HDR UK researchers warn of European cancer epidemic in the next decade
16 December 2022
The report, published in Lancet Oncology, warns that the COVID-19 pandemic is predicted to set back European cancer outcomes by almost a decade, with an estimated one million cancer diagnoses missed across Europe in the last two years.
The report entitled ‘European Groundshot – addressing Europe’s cancer research challenges: a Lancet Oncology Commission’, is a major re-examination of the present state of European cancer research and its future and was led by Professor Mark Lawler, Director of HDR UK Wales and Northern Ireland.
The report emphasises that prioritising cancer research is absolutely critical for European countries to deliver more affordable, higher quality, and more equitable cancer care, with patients treated in research-active hospitals having better outcomes than those who are not.
Professor Mark Lawler, Professor of Digital Health, and Chair in Translational Cancer Genomics at Queen’s University Belfast and UK Chair and lead author of the Commission, comments: “With the backdrop of the COVID-19 pandemic, Brexit, and the Russian invasion of Ukraine, it is more important than ever that Europe develops a resilient cancer research landscape to play a transformative role in improving prevention, diagnosis, treatment, and quality-of-life for current and future patients and those living beyond cancer.
“We estimate that approximately one million cancer diagnoses were missed across Europe during the COVID-19 pandemic. We are now in a race against time to find those missing cancers. Additionally, we saw a chilling effect on cancer research with laboratories shut down and clinical trials delayed or cancelled in the first pandemic wave. We are concerned that Europe is heading towards a cancer epidemic in the next decade if cancer health systems and cancer research are not urgently prioritised. Our European Groundshot Commission provides crucial findings on the current landscape of cancer research, exposes the key gaps, and demands the prioritisation of European cancer research agendas over the next decade.”

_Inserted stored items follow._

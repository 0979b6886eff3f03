// This Source Code Form is subject to the terms of the Mozilla Public
// License, v. 2.0. If a copy of the MPL was not distributed with this
// file, You can obtain one at https://mozilla.org/MPL/2.0/.

//! Params define the request bodies of the external API

use schemars::JsonSchema;
use serde::Deserialize;
use std::collections::BTreeMap;

/// Enable an account
#[derive(Clone, Debug, Deserialize, JsonSchema)]
#[serde(rename_all = "camelCase")]
pub struct AccountCreate {
    pub account_id: String,
    /// Privileged accounts bypass all authorization and have no policy
    /// store.  Used for bootstrap.
    #[serde(default)]
    pub privileged: bool,
}

/// Create or update a policy template
#[derive(Clone, Debug, Deserialize, JsonSchema)]
#[serde(rename_all = "camelCase")]
pub struct PolicyWrite {
    pub name: String,
    #[serde(default)]
    pub description: String,
    /// Native Cedar policy text using the `?principal` placeholder
    pub policy: String,
}

/// Create a group
#[derive(Clone, Debug, Deserialize, JsonSchema)]
#[serde(rename_all = "camelCase")]
pub struct GroupCreate {
    pub name: String,
    #[serde(default)]
    pub description: String,
}

/// Replace-list membership update: adds are applied before removes
#[derive(Clone, Debug, Deserialize, JsonSchema)]
#[serde(rename_all = "camelCase")]
pub struct MembersUpdate {
    #[serde(default)]
    pub add: Vec<String>,
    #[serde(default)]
    pub remove: Vec<String>,
}

/// Attach a policy template to a user or group
#[derive(Clone, Debug, Deserialize, JsonSchema)]
#[serde(rename_all = "camelCase")]
pub struct AttachmentCreate {
    pub policy_id: String,
    /// `user` or `group`
    pub target_type: String,
    /// Principal ARN for `user`, group id for `group`
    pub target_id: String,
}

/// Filter options when listing attachments
#[derive(Clone, Debug, Deserialize, JsonSchema)]
#[serde(rename_all = "camelCase")]
pub struct AttachmentListSelector {
    pub policy_id: Option<String>,
    pub target_type: Option<String>,
    pub target_id: Option<String>,
}

/// Add an administrator
#[derive(Clone, Debug, Deserialize, JsonSchema)]
#[serde(rename_all = "camelCase")]
pub struct AdminAdd {
    pub principal_arn: String,
}

/// Evaluate an authorization request
#[derive(Clone, Debug, Deserialize, JsonSchema)]
#[serde(rename_all = "camelCase")]
pub struct AuthorizationCheck {
    /// Principal ARN making the request
    pub principal: String,
    /// Action being performed (e.g. `rosa:CreateCluster`)
    pub action: String,
    /// Resource string (e.g. `arn:aws:rosa:us-east-1:…:cluster/c1`)
    pub resource: String,
    /// Additional evaluation context
    #[serde(default)]
    pub context: serde_json::Map<String, serde_json::Value>,
    /// Tags on the resource
    #[serde(default)]
    pub resource_tags: BTreeMap<String, String>,
}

The European Groundshot Commission analysed data on the impact of the COVID-19 pandemic across Europe and found that clinicians saw 1·5 million fewer patients with cancer in the first year of the pandemic, with one in two patients with cancer not receiving surgery or chemotherapy in a timely manner.

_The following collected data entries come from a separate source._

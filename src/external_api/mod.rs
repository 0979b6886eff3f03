// This Source Code Form is subject to the terms of the Mozilla Public
// License, v. 2.0. If a copy of the MPL was not distributed with this
// file, You can obtain one at https://mozilla.org/MPL/2.0/.

//! The external HTTP API

pub mod gate;
pub mod http_entrypoints;
pub mod params;
pub mod views;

Additionally, 100 million cancer screening tests were missed, and it is estimated that up to one million European citizens might have an undiagnosed cancer due to the cancer backlog.
Professor Sullivan, Professor of Cancer & Global Health at King’s College London and a co-author on the report, said: “UK cancer research in the post-Brexit world stands at a crossroads where strategic decisions will determine whether we continue to thrive and partner internationally or whether isolationism will reduce our world standing.

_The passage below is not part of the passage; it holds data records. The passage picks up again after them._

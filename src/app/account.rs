// This Source Code Form is subject to the terms of the Mozilla Public
// License, v. 2.0. If a copy of the MPL was not distributed with this
// file, You can obtain one at https://mozilla.org/MPL/2.0/.

//! Account lifecycle

use super::Platform;
use crate::api_error::Error;
use crate::api_error::ResourceType;
use crate::authz::schema::CEDAR_SCHEMA_JSON;
use crate::db::model::Account;
use chrono::Utc;
use slog::info;
use slog::warn;

impl Platform {
    /// Enable an account, provisioning a policy store for regular accounts
    ///
    /// A privileged account is just a record: it has no policy store and
    /// bypasses all checks.  For a regular account we create a policy
    /// store, install the schema, and only then persist the record, so
    /// that a stored account always points at a usable store.  If a later
    /// step fails, the engine-side state is rolled back best-effort; the
    /// original error wins.
    pub async fn account_enable(
        &self,
        account_id: &str,
        created_by: &str,
        privileged: bool,
    ) -> Result<Account, Error> {
        if account_id.len() != 12
            || !account_id.bytes().all(|b| b.is_ascii_digit())
        {
            return Err(Error::invalid_argument(
                "accountId must be a canonical 12-digit account id",
            ));
        }

        let mut account = Account {
            account_id: account_id.to_owned(),
            policy_store_id: String::new(),
            privileged,
            created_at: Utc::now(),
            created_by: created_by.to_owned(),
        };

        if !privileged {
            let store_id = self
                .engine
                .policy_store_create(&format!(
                    "authorization policy store for account {}",
                    account_id
                ))
                .await?;

            if let Err(error) =
                self.engine.schema_put(&store_id, CEDAR_SCHEMA_JSON).await
            {
                self.rollback_policy_store(&store_id).await;
                return Err(error);
            }
            account.policy_store_id = store_id;
        }

        if let Err(error) = self.datastore.account_create(&account).await {
            if !account.policy_store_id.is_empty() {
                self.rollback_policy_store(&account.policy_store_id).await;
            }
            return Err(error);
        }

        info!(self.log, "account enabled";
            "account_id" => account_id,
            "privileged" => privileged,
        );
        Ok(account)
    }

    /// Disable an account, deleting its policy store best-effort
    ///
    /// Engine failures are logged but do not block removal of the record;
    /// the account must become unusable even if the engine is down.
    pub async fn account_disable(&self, account_id: &str) -> Result<(), Error> {
        let account = self
            .datastore
            .account_fetch(account_id)
            .await?
            .ok_or_else(|| {
                Error::not_found_by_id(ResourceType::Account, account_id)
            })?;

        if !account.policy_store_id.is_empty() {
            if let Err(error) = self
                .engine
                .policy_store_delete(&account.policy_store_id)
                .await
            {
                warn!(self.log, "failed to delete policy store";
                    "policy_store_id" => &account.policy_store_id,
                    "error" => %error,
                );
            }
        }

        self.datastore.account_delete(account_id).await?;
        info!(self.log, "account disabled"; "account_id" => account_id);
        Ok(())
    }

    pub async fn account_fetch(
        &self,
        account_id: &str,
    ) -> Result<Account, Error> {
        self.datastore.account_fetch(account_id).await?.ok_or_else(|| {
            Error::not_found_by_id(ResourceType::Account, account_id)
        })
    }

    pub async fn accounts_list(&self) -> Result<Vec<Account>, Error> {
        self.datastore.accounts_list().await
    }

    async fn rollback_policy_store(&self, store_id: &str) {
        if let Err(error) = self.engine.policy_store_delete(store_id).await {
            warn!(self.log, "failed to roll back policy store";
                "policy_store_id" => store_id,
                "error" => %error,
            );
        }
    }
}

Adds Professor Lawler “If the UK is not involved in EU collaborative cancer research and not part of Horizon Europe’s research community, this will have an extremely detrimental effect on European cancer research activity. Ultimately, patients with cancer will the pay the price for this decision in terms of health-care outcomes.”
Prof Sullivan adds “I hope that the findings and recommendations in this report will help the European cancer research community as they work towards a more equitable agenda where all citizens and patients, no matter where they live, will benefit equally from advances in cancer research.
Professor Lawler adds: “Gathering data and turning them into cancer intelligence has been our North Star in this Commission. Too often, opinion, even expert opinion, has trumped data in the implementation of cancer research policies. Simply continuing to dedicate resource and effort to a narrow research agenda is no longer desirable or viable: we must follow the data and act on what they reveal. We have an unrivalled opportunity to reimagine cancer research and its implementation so as to achieve our ambitious 70:35 Vision, an average of 70% 10-year survival for patients treated for cancer in Europe by 2035. Let’s grasp this opportunity.”